Ich glaube, daß die drei Anträge des Liberalen Forums, die derzeit zur Diskussion stehen, nämlich die Probezeit von zwei auf drei Monate zu verlängern, die Behaltezeit von vier auf zwei Monate zu verkürzen und das zweimalige Wiederholen einer Berufsschulklasse als Auflösungsgrund im Gesetz festzuschreiben, es wirklich wert sind, ein bißchen analysiert zu werden.
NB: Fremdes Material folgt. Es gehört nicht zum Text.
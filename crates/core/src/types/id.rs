//! Newtype IDs for type-safe entity references.
//!
//! Use the `define_id!` macro to create type-safe ID wrappers that prevent
//! accidentally mixing IDs from different entity types.

/// Macro to define a type-safe ID wrapper.
///
/// Creates a newtype wrapper around `i64` with:
/// - `Serialize`/`Deserialize` with `#[serde(transparent)]`
/// - `Debug`, `Clone`, `Copy`, `PartialEq`, `Eq`, `Hash`
/// - Conversion methods: `new()`, `as_i64()`
/// - `From<i64>` and `Into<i64>` implementations
/// - `sqlx` `Type`, `Encode`, and `Decode` implementations (with `postgres` feature)
///
/// # Example
///
/// ```rust
/// # use marigold_core::define_id;
/// define_id!(UserId);
/// define_id!(OrderId);
///
/// let user_id = UserId::new(1);
/// let order_id = OrderId::new(1);
///
/// // These are different types, so this won't compile:
/// // let _: UserId = order_id;
/// ```
#[macro_export]
macro_rules! define_id {
    ($name:ident) => {
        #[derive(
            Debug,
            Clone,
            Copy,
            PartialEq,
            Eq,
            Hash,
            PartialOrd,
            Ord,
            ::serde::Serialize,
            ::serde::Deserialize
        )]
        #[serde(transparent)]
        pub struct $name(i64);

        impl $name {
            /// Create a new ID from an i64 value.
            #[must_use]
            pub const fn new(id: i64) -> Self {
                Self(id)
            }

            /// Get the underlying i64 value.
            #[must_use]
            pub const fn as_i64(&self) -> i64 {
                self.0
            }
        }

        impl ::core::fmt::Display for $name {
            fn fmt(&self, f: &mut ::core::fmt::Formatter<'_>) -> ::core::fmt::Result {
                write!(f, "{}", self.0)
            }
        }

        impl From<i64> for $name {
            fn from(id: i64) -> Self {
                Self(id)
            }
        }

        impl From<$name> for i64 {
            fn from(id: $name) -> Self {
                id.0
            }
        }

        #[cfg(feature = "postgres")]
        impl ::sqlx::Type<::sqlx::Postgres> for $name {
            fn type_info() -> ::sqlx::postgres::PgTypeInfo {
                <i64 as ::sqlx::Type<::sqlx::Postgres>>::type_info()
            }

            fn compatible(ty: &::sqlx::postgres::PgTypeInfo) -> bool {
                <i64 as ::sqlx::Type<::sqlx::Postgres>>::compatible(ty)
            }
        }

        #[cfg(feature = "postgres")]
        impl<'r> ::sqlx::Decode<'r, ::sqlx::Postgres> for $name {
            fn decode(
                value: ::sqlx::postgres::PgValueRef<'r>,
            ) -> ::core::result::Result<Self, ::sqlx::error::BoxDynError> {
                let id = <i64 as ::sqlx::Decode<::sqlx::Postgres>>::decode(value)?;
                Ok(Self(id))
            }
        }

        #[cfg(feature = "postgres")]
        impl ::sqlx::Encode<'_, ::sqlx::Postgres> for $name {
            fn encode_by_ref(
                &self,
                buf: &mut ::sqlx::postgres::PgArgumentBuffer,
            ) -> ::std::result::Result<::sqlx::encode::IsNull, ::sqlx::error::BoxDynError> {
                <i64 as ::sqlx::Encode<::sqlx::Postgres>>::encode_by_ref(&self.0, buf)
            }
        }
    };
}

// Define standard entity IDs
define_id!(ProductId);
define_id!(OrderId);
define_id!(OrderItemId);
define_id!(UserId);
define_id!(ChallengeId);

#[cfg(test)]
#[allow(clippy::unwrap_used)]
mod tests {
    use super::*;

    #[test]
    fn test_ids_are_distinct_types() {
        let product = ProductId::new(7);
        assert_eq!(product.as_i64(), 7);
        assert_eq!(i64::from(product), 7);
        assert_eq!(ProductId::from(7), product);
    }

    #[test]
    fn test_serde_transparent() {
        let id = OrderId::new(42);
        let json = serde_json::to_string(&id).unwrap();
        assert_eq!(json, "42");

        let parsed: OrderId = serde_json::from_str("42").unwrap();
        assert_eq!(parsed, id);
    }

    #[test]
    fn test_display() {
        assert_eq!(UserId::new(19).to_string(), "19");
    }
}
Ich möchte dies ganz seriös tun und mit dem dritten Punkt beginnen, der ja, wie wir gehört haben, auch nicht die Zustimmung der Volkspartei findet. Dieses Thema hat mich neugierig gemacht, und ich habe heute vormittag noch mit einigen Berufsschuldirektoren diese Frage telefonisch erörtert. Der erste Direktor einer Elektrotechnikerberufsschule hat mir beispielsweise gesagt: Seit 1956 ist er im Berufsschuldienst, und es hat bei 15 000 Schülern, die er schulisch begleiten durfte, nur einen einzigen Fall gegeben, daß ein Schüler tatsächlich zweimal eine erste Klasse besucht hat. Ansonsten hilft Förderunterricht, helfen Beratungslehrer, um zeitgerecht dafür zu sorgen, daß das Lehrziel bestmöglich zu erreichen ist.

Ein zweiter Berufsschuldirektor einer Metallarbeiterberufsschule mit Elektromechanikern hat mir gesagt, daß er überhaupt noch nie einen solchen Fall gehabt hat.

Dann bin ich allerdings bei einem dritten Direktor fündig geworden, der mir gesagt hat, daß das tatsächlich vorkommt. Er hat einen Fall unter 500 gehabt. Herr Abgeordneter Peter! Dieser eine Fall ist genau das Gegenbeispiel zu dem, was Sie gesagt haben. Ich bin mit Ihnen einer Meinung, daß es keinen Sinn hat, jemanden auf einen Beruf festzunageln. Aber dieser eine, den mir der Direktor nannte, lernte Schlosser, ein Beruf, der eher handwerklich orientiert ist. Er hat tatsächlich zweimal die erste Klasse wiederholt. Er hat natürlich mit der zweiten Klasse die Schulpflicht beendet, ist trotzdem zur Lehrabschlußprüfung angetreten und hat sie bestanden. Das ist ein Beispiel dafür, daß es manchmal auch junge Menschen in Ihrem Sinne geben kann, die Motivation und viel Geduld brauchen, bei denen es dann aber doch geht.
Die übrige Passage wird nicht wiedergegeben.